* What the task asks:
From the entries below, retype only the lines from the one with "on_success: move |_|" through the one with "on_logout: move |_|", exactly as written.

* Extracted records:
▽

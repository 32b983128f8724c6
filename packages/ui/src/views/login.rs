//! Login page: email/password and Google sign-in.

use api::Credentials;
use dioxus::prelude::*;
use serde::Deserialize;

use crate::auth::mark_signed_in;
use crate::context::sleep_ms;
use crate::{use_api, use_auth, use_config, Alert, LogoutButton, NoticeKind};

/// Alert shown above the form.
#[derive(Clone, Debug, Default, PartialEq)]
struct Message {
    kind: Option<NoticeKind>,
    text: String,
}

impl Message {
    fn success(text: String) -> Self {
        Self {
            kind: Some(NoticeKind::Success),
            text,
        }
    }

    fn danger(text: String) -> Self {
        Self {
            kind: Some(NoticeKind::Error),
            text,
        }
    }
}

/// Login page component. `on_success` fires once the post-login delay elapses.
#[component]
pub fn Login(on_success: EventHandler<()>) -> Element {
    let client = use_api();
    let config = use_config();
    let mut auth = use_auth();

    let mut email = use_signal(String::new);
    let mut password = use_signal(String::new);
    let mut message = use_signal(Message::default);
    let mut busy = use_signal(|| false);

    let delay = config.redirect_delay_ms;

    let handle_sign_in = move |_| {
        let client = client.clone();
        let credentials = Credentials {
            email: email(),
            password: password(),
        };
        async move {
            if let Err(e) = credentials.validate() {
                message.set(Message::danger(e.to_string()));
                return;
            }
            busy.set(true);
            match client.login(&credentials).await {
                Ok(reply) => {
                    mark_signed_in(&mut auth, client.tokens().get());
                    tracing::info!("Signed in as {}", credentials.email);
                    message.set(Message::success(reply.message.unwrap_or_default()));
                    busy.set(false);
                    sleep_ms(delay).await;
                    on_success.call(());
                }
                Err(e) => {
                    tracing::warn!("Login failed: {}", e);
                    message.set(Message::danger(e.user_message("Login failed.")));
                    busy.set(false);
                }
            }
        }
    };

    let current = message();

    rsx! {
        div {
            class: "container d-flex flex-column align-items-center justify-content-center min-vh-100",

            h2 { class: "text-center", "Sign in to your account" }

            if let Some(kind) = current.kind {
                Alert {
                    kind,
                    message: current.text.clone(),
                    class: "w-100 login-width",
                }
            }

            div {
                class: "w-100 login-width",
                input {
                    r#type: "email",
                    name: "email",
                    class: "form-control mb-3",
                    placeholder: "Email address",
                    value: "{email}",
                    oninput: move |evt: FormEvent| email.set(evt.value()),
                }
                input {
                    r#type: "password",
                    name: "password",
                    class: "form-control mb-3",
                    placeholder: "Password",
                    value: "{password}",
                    oninput: move |evt: FormEvent| password.set(evt.value()),
                }

                div {
                    class: "d-flex justify-content-between mb-3",
                    div {
                        input {
                            r#type: "checkbox",
                            id: "rememberMe",
                        }
                        label { r#for: "rememberMe", class: "ms-2", "Remember me" }
                    }
                }

                button {
                    class: "btn w-100 btn-brand",
                    disabled: busy(),
                    onclick: handle_sign_in,
                    if busy() { "Signing in..." } else { "Sign in" }
                }

                if let Some(client_id) = config.google_client_id() {
                    div {
                        class: "mt-4",
                        GoogleSignIn {
                            client_id: client_id.to_string(),
                            on_message: move |m: Message| message.set(m),
                            on_success: move |_| on_success.call(()),
                        }
                    }
                }

                if auth().is_authenticated() {
                    div {
                        class: "mt-4 text-center small text-muted",
                        "You are already signed in. "
                        LogoutButton {
                            class: "btn btn-link btn-sm p-0 align-baseline",
                            on_logout: move |_| message.set(Message::default()),
                        }
                    }
                }
            }
        }
    }
}

/// What the Google Identity Services bridge sends back.
#[derive(Debug, Deserialize)]
struct GoogleReply {
    #[serde(default)]
    credential: Option<String>,
    #[serde(default)]
    error: Option<String>,
}

const GOOGLE_BUTTON_ID: &str = "google-signin-button";

/// Loads Google Identity Services, renders its button and relays every
/// credential it issues back to Rust.
const GOOGLE_BRIDGE_JS: &str = r#"
const [clientId, buttonId] = await dioxus.recv();
if (!document.getElementById("gsi-client")) {
    const script = document.createElement("script");
    script.id = "gsi-client";
    script.src = "https://accounts.google.com/gsi/client";
    script.async = true;
    document.head.appendChild(script);
}
const ready = () => window.google && window.google.accounts && window.google.accounts.id;
for (let i = 0; i < 100 && !ready(); i++) {
    await new Promise((resolve) => setTimeout(resolve, 100));
}
if (!ready()) {
    dioxus.send({ error: "Google Identity Services did not load" });
} else {
    try {
        google.accounts.id.initialize({
            client_id: clientId,
            callback: (response) => dioxus.send({ credential: response.credential || null }),
        });
        google.accounts.id.renderButton(document.getElementById(buttonId), {
            theme: "outline",
            size: "large",
        });
    } catch (err) {
        dioxus.send({ error: String(err) });
    }
}
"#;

#[component]
fn GoogleSignIn(
    client_id: String,
    on_message: EventHandler<Message>,
    on_success: EventHandler<()>,
) -> Element {
    let client = use_api();
    let config = use_config();
    let mut auth = use_auth();

    use_future(move || {
        let client = client.clone();
        let client_id = client_id.clone();
        let delay = config.redirect_delay_ms;
        async move {
            let mut bridge = document::eval(GOOGLE_BRIDGE_JS);
            if let Err(e) = bridge.send((client_id, GOOGLE_BUTTON_ID)) {
                tracing::error!("Google sign-in bridge failed: {:?}", e);
                return;
            }
            loop {
                let reply = match bridge.recv::<GoogleReply>().await {
                    Ok(reply) => reply,
                    Err(e) => {
                        tracing::debug!("Google sign-in bridge closed: {:?}", e);
                        break;
                    }
                };
                if let Some(error) = reply.error {
                    tracing::error!("Google Login Failed: {}", error);
                    on_message.call(Message::danger("Google Sign-In failed.".to_string()));
                    continue;
                }
                let Some(credential) = reply.credential else {
                    on_message.call(Message::danger("Google Sign-In failed.".to_string()));
                    continue;
                };
                match client.google_login(&credential).await {
                    Ok(reply) => {
                        mark_signed_in(&mut auth, client.tokens().get());
                        let text = reply
                            .message
                            .unwrap_or_else(|| "Google Sign-In Successful".to_string());
                        on_message.call(Message::success(text));
                        sleep_ms(delay).await;
                        on_success.call(());
                    }
                    Err(e) => {
                        tracing::error!("Google login failed: {}", e);
                        on_message.call(Message::danger(e.user_message("Google Sign-In failed.")));
                    }
                }
            }
        }
    });

    rsx! {
        div { id: GOOGLE_BUTTON_ID }
    }
}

△

* Exercise response:
                            on_success: move |_| on_success.call(()),
                        }
                    }
                }

                if auth().is_authenticated() {
                    div {
                        class: "mt-4 text-center small text-muted",
                        "You are already signed in. "
                        LogoutButton {
                            class: "btn btn-link btn-sm p-0 align-baseline",
                            on_logout: move |_| message.set(Message::default()),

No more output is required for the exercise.